▸ **WHAT NEEDS TO BE DONE**: Filter the listing below, copying every line in which the word "chain" appears.

▸ **INFORMATION PROVIDED**:
━━━━━━━━
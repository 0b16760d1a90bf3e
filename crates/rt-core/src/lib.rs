//! `rt-core`: foundational types shared by every `rt-*` crate.
//!
//! This crate has no `rt-*` dependencies and only `thiserror` as a required
//! external one (plus optional `serde`).
//!
//! # What lives here
//!
//! | Module          | Contents                                              |
//! |-----------------|-------------------------------------------------------|
//! | [`ids`]         | `NodeId`, `EdgeId`                                    |
//! | [`geo`]         | `GeoPoint`, haversine distance, midpoint, bbox        |
//! | [`transport`]   | `TransitMode`, `NetworkType`                          |
//! | [`error`]       | `CoreError`, `CoreResult`                             |
//!
//! # Feature flags
//!
//! | Flag    | Effect                                                     |
//! |---------|------------------------------------------------------------|
//! | `serde` | Adds `Serialize`/`Deserialize` to all public types.        |

pub mod error;
pub mod geo;
pub mod ids;
pub mod transport;

#[cfg(test)]
mod tests;

// ── Re-exports ────────────────────────────────────────────────────────────────

pub use error::{CoreError, CoreResult};
pub use geo::{BoundingBox, GeoPoint};
pub use ids::{EdgeId, NodeId};
pub use transport::{NetworkType, TransitMode};
//! Plain data row types written by output backends.

use rt_route::PlannedRoute;

/// One line of `routes.csv`.
#[derive(Debug, Clone, PartialEq)]
pub struct RouteSummaryRow {
    pub label:            String,
    pub mode:             &'static str,
    pub origin_node:      u32,
    pub destination_node: u32,
    /// Number of graph nodes on the path, endpoints included.
    pub nodes:            usize,
    pub total_minutes:    f64,
    pub length_m:         f64,
}

impl RouteSummaryRow {
    pub fn from_route(route: &PlannedRoute) -> Self {
        Self {
            label:            route.label.clone(),
            mode:             route.mode.as_str(),
            origin_node:      route.origin_node.0,
            destination_node: route.destination_node.0,
            nodes:            route.route.nodes.len(),
            total_minutes:    route.total_minutes(),
            length_m:         route.length_m,
        }
    }
}

/// Role of a point in `route_points.csv`.
#[derive(Debug, Clone, Copy, PartialEq, Eq)]
pub enum PointKind {
    /// The requested start coordinate.
    Origin,
    /// A graph node on the route.
    Path,
    /// The requested end coordinate.
    Destination,
}

impl PointKind {
    pub fn as_str(self) -> &'static str {
        match self {
            PointKind::Origin      => "origin",
            PointKind::Path        => "path",
            PointKind::Destination => "destination",
        }
    }
}

/// One line of `route_points.csv`.
#[derive(Debug, Clone, Copy, PartialEq)]
pub struct RoutePointRow {
    pub seq:  u32,
    pub kind: PointKind,
    pub lat:  f32,
    pub lon:  f32,
}

impl RoutePointRow {
    /// Origin marker, then every path node in travel order, then the
    /// destination marker.  `seq` counts from 0.
    pub fn for_route(route: &PlannedRoute) -> Vec<Self> {
        let markers = [
            (PointKind::Origin, route.origin),
            (PointKind::Destination, route.destination),
        ];
        let path = route.path.iter().map(|&p| (PointKind::Path, p));

        std::iter::once(markers[0])
            .chain(path)
            .chain(std::iter::once(markers[1]))
            .enumerate()
            .map(|(i, (kind, p))| Self { seq: i as u32, kind, lat: p.lat, lon: p.lon })
            .collect()
    }
}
━━━━━━━━
▸ **YOUR SOLUTION**:
            .chain(path)
            .chain(std::iter::once(markers[1]))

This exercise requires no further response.